The “No-Recipe Recipes” Food Trend Requires a Use-What-You-Have Attitude—Here’s 5 to Get Started

Bringing the joy back to cooking.

By Caitlin Clark
Rebekah Peppler dinner party

The early spring days of the pandemic saw us flocking back to the kitchen, finding tasty combinations, creative ways to use long dormant pantry goods, and for so many, found true joy in the process—perhaps for the first time. Necessity often breeds ingenuity, but the emergence of a new kind of home chef, one that creatively throws together ingredients with abandon (outcome aside), coincides with the rise of another cooking trend: the no-recipe recipe.

Spearheaded by Sam Sifton, New York Times Cooking editor and author of the newly released No-Recipe Recipes, the concept is still technically a recipe—the only thing missing is the measurements. The easily adaptable, use-what-you-have attitude relies less on exact ingredients and much more on what’s stocked in your pantry. (In the intro of the book, Sifton details the staples you’ll need, including oil, butter, alliums, and pasta, to successfully improvise.)

The most beautiful thing about the no-recipe recipes trend, in all its unfussiness, is the fun it brings to cooking, particularly for beginners. There’s an autonomy that’s freeing for those who dread strict quantities or hunting down hard-to-find ingredients for specific meals. “Basically you know it’s going to go A to C to D and back to A, but how you get there, and what you do in between, is up to you,” Sifton tells The Star, which reported on the trend back in August.  

The stakes are also significantly lower when you’re just riffing in the kitchen. If the dish comes out mediocre, you can brush it off, but if the end result goes beyond expectations, it might just hook someone on cooking for life. (Or at least cooking that dish for life.) With improvisation comes ownership.

And though the no-recipe concept is finally getting its hardback due, it’s something we’ve long believed in at Camille Styles. For those looking to embrace the confidence-building trend, we’ve gathered a few of our favorite fun dishes that are easy to build out of pantry basics.

5 No-Recipe Recipes to Get Started

5-Ingredient Pesto Parmesan Potatoes

Low on effort and high on flavor, these roasted beauties are on heavy rotation in our food editor’s repertoire.
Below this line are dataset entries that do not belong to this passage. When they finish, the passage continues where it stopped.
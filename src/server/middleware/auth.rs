use sea_orm::DatabaseConnection;
use tower_sessions::Session;

use crate::server::{
    data::user::UserRepository,
    error::{auth::AuthError, AppError},
    middleware::session::AuthSession,
    model::user::User,
};

pub enum Permission {
    Admin,
}

pub struct AuthGuard<'a> {
    db: &'a DatabaseConnection,
    session: &'a Session,
    admin_ids: &'a [u64],
}

impl<'a> AuthGuard<'a> {
    pub fn new(db: &'a DatabaseConnection, session: &'a Session, admin_ids: &'a [u64]) -> Self {
        Self {
            db,
            session,
            admin_ids,
        }
    }

    pub async fn require(&self, permissions: &[Permission]) -> Result<User, AppError> {
        let user_repo = UserRepository::new(self.db);

        let Some(user_id) = AuthSession::new(self.session).get_user_id().await? else {
            return Err(AuthError::UserNotInSession.into());
        };

        let Some(user) = user_repo.find_by_discord_id(user_id).await? else {
            return Err(AuthError::UserNotInDatabase(user_id).into());
        };

        for permission in permissions {
            match permission {
                Permission::Admin => {
                    if !self.admin_ids.contains(&user.discord_id) {
                        return Err(AuthError::AccessDenied(
                            user_id,
                            "User is not on the admin allow-list".to_string(),
                        )
                        .into());
                    }
                }
            }
        }

        Ok(user)
    }

    /// Whether a user is on the configured admin allow-list.
    pub fn is_admin(&self, user: &User) -> bool {
        self.admin_ids.contains(&user.discord_id)
    }
}
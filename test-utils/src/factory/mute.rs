//! Mute factory for seeding the test punishment ledger.

use crate::factory::helpers::next_id;
use chrono::Utc;
use sea_orm::{ActiveModelTrait, ActiveValue, DatabaseConnection, DbErr};

/// Factory for creating test mute rows with customizable fields.
///
/// Same shape and defaults as the ban factory, for the mute table.
pub struct MuteFactory<'a> {
    db: &'a DatabaseConnection,
    id: Option<i64>,
    name: String,
    muted_by_name: Option<String>,
    reason: Option<String>,
    time: i64,
    until: i64,
    active: bool,
}

impl<'a> MuteFactory<'a> {
    /// Creates a new MuteFactory with default values.
    ///
    /// Defaults:
    /// - id: database auto-increment
    /// - name: `"Spammer {id}"`
    /// - muted_by_name: `"Moderator {id}"`
    /// - reason: `"Test mute"`
    /// - time: now (unix milliseconds)
    /// - until: `-1` (permanent)
    /// - active: `true`
    pub fn new(db: &'a DatabaseConnection) -> Self {
        let id = next_id();
        Self {
            db,
            id: None,
            name: format!("Spammer {}", id),
            muted_by_name: Some(format!("Moderator {}", id)),
            reason: Some("Test mute".to_string()),
            time: Utc::now().timestamp_millis(),
            until: -1,
            active: true,
        }
    }

    /// Pins the row id instead of relying on auto-increment.
    pub fn id(mut self, id: i64) -> Self {
        self.id = Some(id);
        self
    }

    /// Overrides the punished player's name.
    pub fn name(mut self, name: &str) -> Self {
        self.name = name.to_string();
        self
    }

    /// Overrides the issuing moderator's name.
    pub fn muted_by(mut self, name: &str) -> Self {
        self.muted_by_name = Some(name.to_string());
        self
    }

    /// Clears the issuing moderator.
    pub fn muted_by_none(mut self) -> Self {
        self.muted_by_name = None;
        self
    }

    /// Overrides the mute's start time (unix milliseconds).
    pub fn time_millis(mut self, millis: i64) -> Self {
        self.time = millis;
        self
    }

    /// Inserts the mute and returns the persisted entity model.
    pub async fn build(self) -> Result<entity::mute::Model, DbErr> {
        entity::mute::ActiveModel {
            id: match self.id {
                Some(id) => ActiveValue::Set(id),
                None => ActiveValue::NotSet,
            },
            name: ActiveValue::Set(self.name),
            muted_by_name: ActiveValue::Set(self.muted_by_name),
            reason: ActiveValue::Set(self.reason),
            time: ActiveValue::Set(self.time),
            until: ActiveValue::Set(self.until),
            active: ActiveValue::Set(self.active),
        }
        .insert(self.db)
        .await
    }
}
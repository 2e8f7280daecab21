//! Business logic layer.
//!
//! Services orchestrate repositories and enforce the application's rules.
//! Controllers call into services with domain parameter types and receive
//! domain models back; no DTOs or entity models cross this boundary.

pub mod auth;
pub mod punishment;
pub mod salary;
pub mod user;
pub mod wallet;

#[cfg(test)]
mod test;
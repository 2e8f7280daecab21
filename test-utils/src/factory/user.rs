//! User factory for creating test staff accounts.
//!
//! This module provides factory methods for creating user entities with sensible
//! defaults, reducing boilerplate in tests. The factory supports customization
//! through a builder pattern.

use crate::factory::helpers::next_id;
use chrono::Utc;
use sea_orm::{ActiveModelTrait, ActiveValue, DatabaseConnection, DbErr};

/// Factory for creating test users with customizable fields.
///
/// Provides a builder pattern for creating user entities with default values
/// that can be overridden as needed for specific test scenarios.
///
/// # Example
///
/// ```rust,ignore
/// use test_utils::factory::user::UserFactory;
///
/// let user = UserFactory::new(&db)
///     .discord_id("123456789")
///     .name("CustomUser")
///     .minecraft_name("Steve")
///     .build()
///     .await?;
/// ```
pub struct UserFactory<'a> {
    db: &'a DatabaseConnection,
    discord_id: String,
    name: String,
    minecraft_name: Option<String>,
}

impl<'a> UserFactory<'a> {
    /// Creates a new UserFactory with default values.
    ///
    /// Defaults:
    /// - discord_id: `"{id}"` where id is auto-incremented
    /// - name: `"User {id}"`
    /// - minecraft_name: `None` (no identity mapping)
    ///
    /// # Arguments
    /// - `db` - Database connection for inserting the entity
    ///
    /// # Returns
    /// - `UserFactory` - New factory instance with defaults
    pub fn new(db: &'a DatabaseConnection) -> Self {
        let id = next_id();
        Self {
            db,
            discord_id: format!("{}", 100000 + id),
            name: format!("User {}", id),
            minecraft_name: None,
        }
    }

    /// Overrides the Discord ID.
    pub fn discord_id(mut self, discord_id: &str) -> Self {
        self.discord_id = discord_id.to_string();
        self
    }

    /// Overrides the display name.
    pub fn name(mut self, name: &str) -> Self {
        self.name = name.to_string();
        self
    }

    /// Links a Minecraft name (the salary identity mapping).
    pub fn minecraft_name(mut self, minecraft_name: &str) -> Self {
        self.minecraft_name = Some(minecraft_name.to_string());
        self
    }

    /// Inserts the user and returns the persisted entity model.
    pub async fn build(self) -> Result<entity::user::Model, DbErr> {
        entity::user::ActiveModel {
            discord_id: ActiveValue::Set(self.discord_id),
            name: ActiveValue::Set(self.name),
            minecraft_name: ActiveValue::Set(self.minecraft_name),
            created_at: ActiveValue::Set(Utc::now()),
        }
        .insert(self.db)
        .await
    }
}
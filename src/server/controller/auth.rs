use axum::{
    extract::{Query, State},
    http::StatusCode,
    response::{IntoResponse, Redirect},
    Json,
};
use serde::Deserialize;
use tower_sessions::Session;

use crate::server::{
    error::{auth::AuthError, AppError},
    middleware::{
        auth::AuthGuard,
        session::{AuthSession, CsrfSession},
    },
    service::auth::DiscordAuthService,
    state::AppState,
};

/// Query parameters for the OAuth callback endpoint.
///
/// # Fields
/// - `state` - CSRF protection token that must match the value stored in the session
/// - `code` - Authorization code used to exchange for access tokens
#[derive(Deserialize)]
pub struct CallbackParams {
    /// CSRF state token to be validated against the session value.
    pub state: String,
    /// Authorization code from Discord SSO for token exchange.
    pub code: String,
}

pub async fn login(
    State(state): State<AppState>,
    session: Session,
) -> Result<impl IntoResponse, AppError> {
    let auth_service =
        DiscordAuthService::new(&state.db, &state.http_client, &state.oauth_client);

    let (url, csrf_token) = auth_service.login_url();

    // Store CSRF token in session for verification during callback
    CsrfSession::new(&session)
        .set_token(csrf_token.secret().to_string())
        .await?;

    Ok(Redirect::temporary(url.as_ref()))
}

pub async fn callback(
    State(state): State<AppState>,
    session: Session,
    params: Query<CallbackParams>,
) -> Result<impl IntoResponse, AppError> {
    let auth_service =
        DiscordAuthService::new(&state.db, &state.http_client, &state.oauth_client);

    validate_csrf(&session, &params.0.state).await?;

    let user = auth_service.callback(params.0.code).await?;

    AuthSession::new(&session).set_user_id(user.discord_id).await?;

    Ok(Redirect::temporary(&state.app_url))
}

pub async fn logout(
    State(state): State<AppState>,
    session: Session,
) -> Result<impl IntoResponse, AppError> {
    AuthSession::new(&session).clear().await;

    Ok(Redirect::temporary(&state.app_url))
}

/// GET /api/auth/user - Get the currently authenticated user
///
/// # Authentication
/// Requires user to be logged in (no admin permission required)
///
/// # Returns
/// - `200 OK`: The caller's UserDto, admin flag resolved against the allow-list
/// - `401 Unauthorized`: No authenticated session
pub async fn get_user(
    State(state): State<AppState>,
    session: Session,
) -> Result<impl IntoResponse, AppError> {
    let auth_guard = AuthGuard::new(&state.db, &session, &state.admin_discord_ids);
    let user = auth_guard.require(&[]).await?;

    let admin = auth_guard.is_admin(&user);

    Ok((StatusCode::OK, Json(user.into_dto(admin))))
}

async fn validate_csrf(session: &Session, csrf_state: &str) -> Result<(), AppError> {
    let stored_state = CsrfSession::new(session).take_token().await?;

    if let Some(state) = stored_state {
        if state == csrf_state {
            return Ok(());
        }
    }

    Err(AppError::AuthErr(AuthError::CsrfValidationFailed))
}
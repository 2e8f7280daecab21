//! Ban record in the moderation plugin's punishment ledger.
//!
//! Lives in the external ledger database and is owned by the moderation
//! plugin, which stores times as unix milliseconds. Read-only from this
//! application's perspective.

use sea_orm::entity::prelude::*;

#[derive(Clone, Debug, PartialEq, DeriveEntityModel)]
#[sea_orm(table_name = "ban")]
pub struct Model {
    #[sea_orm(primary_key)]
    pub id: i64,
    /// Display name of the punished player.
    pub name: String,
    /// Display name of the moderator who issued the ban, if any.
    pub banned_by_name: Option<String>,
    pub reason: Option<String>,
    /// Start of the ban, unix milliseconds.
    pub time: i64,
    /// End of the ban, unix milliseconds; -1 for permanent.
    pub until: i64,
    pub active: bool,
}

#[derive(Copy, Clone, Debug, EnumIter, DeriveRelation)]
pub enum Relation {}

impl ActiveModelBehavior for ActiveModel {}
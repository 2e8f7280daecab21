use super::*;
use sea_orm::EntityTrait;

/// Tests the full first-contact sequence against a fresh ban ledger.
///
/// One ban (id 5, author Steve, timed after the cutoff) exists and no cursor
/// is persisted yet. The first pass only seeds the cursor to one before the
/// ban's id. The second pass fetches the ban, resolves Steve's account, and
/// credits 600. A third pass finds nothing new and credits nothing.
///
/// Expected: cursor 4 after pass one, one 600 credit and cursor 5 after pass
/// two, no change after pass three
#[tokio::test]
async fn seeds_then_credits_then_stays_quiet() -> Result<(), AppError> {
    let mut test = setup().await;
    let db = test.database().await.unwrap();

    UserFactory::new(db)
        .discord_id("100")
        .minecraft_name("Steve")
        .build()
        .await?;
    BanFactory::new(db)
        .id(5)
        .name("Griefer")
        .banned_by("Steve")
        .time_millis(cutoff_millis() + 10_000)
        .build()
        .await?;

    let service = SalaryService::new(db, db, cutoff());
    let state_repo = JobStateRepository::new(db);
    let wallet_repo = WalletRepository::new(db);

    // First pass: seeding only.
    let summary = service.run_pass().await;
    assert_eq!(summary.credited, 0);
    assert_eq!(state_repo.get("salary:last_ban_id").await?.as_deref(), Some("4"));
    assert_eq!(wallet_repo.get_balance(100).await?, 0);

    // Second pass: the ban is fetched and paid.
    let summary = service.run_pass().await;
    assert_eq!(summary.credited, 1);
    assert_eq!(wallet_repo.get_balance(100).await?, 600);
    assert_eq!(state_repo.get("salary:last_ban_id").await?.as_deref(), Some("5"));

    let transactions = entity::prelude::WalletTransaction::find().all(db).await?;
    assert_eq!(transactions.len(), 1);
    assert_eq!(transactions[0].source.as_deref(), Some("ban"));
    assert_eq!(transactions[0].source_ref.as_deref(), Some("5"));
    assert_eq!(transactions[0].initiator, "salary");

    // Third pass: nothing past the cursor.
    let summary = service.run_pass().await;
    assert_eq!(summary.credited, 0);
    assert_eq!(
        entity::prelude::WalletTransaction::find().all(db).await?.len(),
        1
    );
    assert_eq!(state_repo.get("salary:last_ban_id").await?.as_deref(), Some("5"));

    Ok(())
}
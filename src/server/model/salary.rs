//! Salary reconciliation domain models.

/// One of the three log sources the salary job reconciles.
#[derive(Debug, Clone, Copy, PartialEq, Eq)]
pub enum SalarySource {
    Ban,
    Mute,
    Check,
}

impl SalarySource {
    /// The tag stored in the `source` column of salary transactions.
    pub fn as_str(&self) -> &'static str {
        match self {
            Self::Ban => "ban",
            Self::Mute => "mute",
            Self::Check => "check",
        }
    }

    /// Amount credited for one entry from this source.
    pub fn rate(&self) -> i64 {
        match self {
            Self::Ban => 600,
            Self::Mute => 200,
            Self::Check => 350,
        }
    }

    /// Key of this source's cursor in the job-state table.
    pub fn cursor_key(&self) -> &'static str {
        match self {
            Self::Ban => "salary:last_ban_id",
            Self::Mute => "salary:last_mute_id",
            Self::Check => "salary:last_check_at",
        }
    }
}

/// A ban or mute row reduced to what the salary job needs.
///
/// Bans and mutes share this shape; only the source tag and the rate differ.
#[derive(Debug, Clone, PartialEq)]
pub struct LedgerEntry {
    pub id: i64,
    /// Display name of the moderator, if the ledger recorded one.
    pub author: Option<String>,
    /// Display name of the punished player, for the audit comment.
    pub target: String,
    /// Start of the punishment, unix milliseconds.
    pub time_millis: i64,
}

impl LedgerEntry {
    pub fn from_ban(entity: entity::ban::Model) -> Self {
        Self {
            id: entity.id,
            author: entity.banned_by_name,
            target: entity.name,
            time_millis: entity.time,
        }
    }

    pub fn from_mute(entity: entity::mute::Model) -> Self {
        Self {
            id: entity.id,
            author: entity.muted_by_name,
            target: entity.name,
            time_millis: entity.time,
        }
    }
}

/// What one reconciliation pass did, for logging and tests.
#[derive(Debug, Clone, Copy, Default, PartialEq, Eq)]
pub struct PassSummary {
    /// Entries that produced a payout.
    pub credited: u32,
    /// Entries visited but skipped (system actor, duplicate, unmapped author).
    pub skipped: u32,
}

impl PassSummary {
    pub fn merge(&mut self, other: PassSummary) {
        self.credited += other.credited;
        self.skipped += other.skipped;
    }
}
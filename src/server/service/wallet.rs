//! Wallet service for business logic.
//!
//! Validates withdrawal and adjustment requests before handing them to the
//! wallet repository's atomic balance-change primitive. Atomicity itself is
//! the repository's contract; this layer owns the business rules (minimum
//! withdrawal, positive amounts, linked Minecraft name).

use sea_orm::DatabaseConnection;

use crate::server::{
    data::{user::UserRepository, wallet::WalletRepository},
    error::{wallet::WalletError, AppError},
    model::wallet::{
        ApplyTransactionParam, GetHistoryParam, PaginatedTransactions, TransactionKind, Wallet,
        WalletTransaction, WithdrawParam,
    },
};

/// Smallest amount a staff member may withdraw to the in-game currency.
pub const MIN_WITHDRAWAL: i64 = 5000;

/// Service providing business logic for wallets.
pub struct WalletService<'a> {
    pub db: &'a DatabaseConnection,
}

impl<'a> WalletService<'a> {
    pub fn new(db: &'a DatabaseConnection) -> Self {
        Self { db }
    }

    /// Retrieves an account's wallet.
    ///
    /// Accounts that were never credited report a zero balance.
    pub async fn get_wallet(&self, account_id: u64) -> Result<Wallet, AppError> {
        let wallet_repo = WalletRepository::new(self.db);
        let balance = wallet_repo.get_balance(account_id).await?;

        Ok(Wallet {
            account_id,
            balance,
        })
    }

    /// Retrieves an account's transaction history, newest first.
    pub async fn get_history(
        &self,
        param: GetHistoryParam,
    ) -> Result<PaginatedTransactions, AppError> {
        let wallet_repo = WalletRepository::new(self.db);
        wallet_repo.get_history_paginated(&param).await
    }

    /// Withdraws from the caller's own wallet.
    ///
    /// Enforces the minimum withdrawal and requires a linked Minecraft name
    /// for the payout command to target. The debit and the queued payout are
    /// atomic; a rejection leaves no trace in the wallet or its history.
    ///
    /// # Returns
    /// - `Ok(WalletTransaction)` - The recorded debit
    /// - `Err(AppError::WalletErr(BelowMinimumWithdrawal))` - Amount below the minimum
    /// - `Err(AppError::WalletErr(MinecraftNameNotLinked))` - No name to pay out to
    /// - `Err(AppError::WalletErr(InsufficientFunds))` - Balance too low
    /// - `Err(AppError)` - Database error
    pub async fn withdraw(
        &self,
        account_id: u64,
        amount: i64,
    ) -> Result<WalletTransaction, AppError> {
        if amount < MIN_WITHDRAWAL {
            return Err(WalletError::BelowMinimumWithdrawal {
                minimum: MIN_WITHDRAWAL,
                requested: amount,
            }
            .into());
        }

        let minecraft_name = self.require_minecraft_name(account_id).await?;

        let wallet_repo = WalletRepository::new(self.db);
        wallet_repo
            .withdraw(WithdrawParam {
                account_id,
                amount,
                minecraft_name,
                initiator: account_id.to_string(),
            })
            .await
    }

    /// Credits another account's wallet on behalf of an admin.
    ///
    /// # Returns
    /// - `Ok(WalletTransaction)` - The recorded credit
    /// - `Err(AppError::WalletErr(NonPositiveAmount))` - Amount not positive
    /// - `Err(AppError::NotFound)` - Target account does not exist
    /// - `Err(AppError)` - Database error
    pub async fn admin_credit(
        &self,
        admin_id: u64,
        target_id: u64,
        amount: i64,
        comment: Option<String>,
    ) -> Result<WalletTransaction, AppError> {
        if amount <= 0 {
            return Err(WalletError::NonPositiveAmount(amount).into());
        }

        self.admin_adjust(admin_id, target_id, amount, comment).await
    }

    /// Debits another account's wallet on behalf of an admin.
    ///
    /// `amount` is the positive number of units to remove.
    ///
    /// # Returns
    /// - `Ok(WalletTransaction)` - The recorded debit
    /// - `Err(AppError::WalletErr(NonPositiveAmount))` - Amount not positive
    /// - `Err(AppError::WalletErr(InsufficientFunds))` - Balance too low
    /// - `Err(AppError::NotFound)` - Target account does not exist
    /// - `Err(AppError)` - Database error
    pub async fn admin_debit(
        &self,
        admin_id: u64,
        target_id: u64,
        amount: i64,
        comment: Option<String>,
    ) -> Result<WalletTransaction, AppError> {
        if amount <= 0 {
            return Err(WalletError::NonPositiveAmount(amount).into());
        }

        self.admin_adjust(admin_id, target_id, -amount, comment).await
    }

    /// Withdraws from another account's wallet on behalf of an admin.
    ///
    /// Skips the minimum-withdrawal check - the minimum throttles staff
    /// self-service, not administrative payouts - but still requires the
    /// target to have a linked Minecraft name and a sufficient balance.
    pub async fn admin_withdraw(
        &self,
        admin_id: u64,
        target_id: u64,
        amount: i64,
    ) -> Result<WalletTransaction, AppError> {
        if amount <= 0 {
            return Err(WalletError::NonPositiveAmount(amount).into());
        }

        let minecraft_name = self.require_minecraft_name(target_id).await?;

        let wallet_repo = WalletRepository::new(self.db);
        wallet_repo
            .withdraw(WithdrawParam {
                account_id: target_id,
                amount,
                minecraft_name,
                initiator: admin_id.to_string(),
            })
            .await
    }

    /// Shared validation and bookkeeping for admin credits and debits.
    ///
    /// `amount` is already signed: positive for credits, negative for debits.
    async fn admin_adjust(
        &self,
        admin_id: u64,
        target_id: u64,
        amount: i64,
        comment: Option<String>,
    ) -> Result<WalletTransaction, AppError> {
        let user_repo = UserRepository::new(self.db);
        if user_repo.find_by_discord_id(target_id).await?.is_none() {
            return Err(AppError::NotFound("User not found".to_string()));
        }

        let comment = comment.unwrap_or_else(|| {
            if amount >= 0 {
                format!("Manual credit by admin {}", admin_id)
            } else {
                format!("Manual debit by admin {}", admin_id)
            }
        });

        let wallet_repo = WalletRepository::new(self.db);
        wallet_repo
            .apply(ApplyTransactionParam {
                account_id: target_id,
                kind: TransactionKind::Adjustment,
                amount,
                source: None,
                initiator: admin_id.to_string(),
                comment,
            })
            .await
    }

    /// Looks up the Minecraft name withdrawals pay out to.
    async fn require_minecraft_name(&self, account_id: u64) -> Result<String, AppError> {
        let user_repo = UserRepository::new(self.db);

        let Some(user) = user_repo.find_by_discord_id(account_id).await? else {
            return Err(AppError::NotFound("User not found".to_string()));
        };

        user.minecraft_name
            .ok_or_else(|| WalletError::MinecraftNameNotLinked.into())
    }
}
The best part: you can use whatever potatoes you happen to have on hand.

Crispy Roasted Sweet Potatoes with Yogurt

Versatile heroes that they are, sweet potatoes take center stage in this simple recipe, which uses a game-changing technique to ratchet up the flavor (hint: you’ll need a little butter and honey).

Autumn Grain Bowl with Quick Pickled Vegetables

Grain bowls are inherently versatile. Really, any combination of grains (like brown rice or quinoa) and leafy greens will satisfy. This recipe also includes an easy technique for pickling vegetables that have been sitting in your fridge just a tad too long.

Chickpea Salad Sandwich

A vegetarian play on traditional tuna or chicken salad sandwiches, this hearty, healthy dish is almost impossible to mess up. Start with a chickpea base and then add in whatever your sandwich-loving heart desires.

6-Ingredient Apple Crumble

A lush, easy dish that tastes like fall. Seriously, all you need is oats, butter, cinnamon, lemon juice, sugar, and apples. Pair it with ice cream or bring your crumble to a party for a guaranteed hit.

Sunday Night Avocado Toast with a Jammy Egg

The most comforting toast in the world also happens to be made with ingredients you almost certainly have on hand. The key is getting the egg just right.

Berries & Cream Layer Cake

Once you nail this dessert’s super simple equation (cake + whipped cream + berries), you can put your own spin on it depending on the occasion or whatever fresh berries you have stored in the fridge. Assembly required.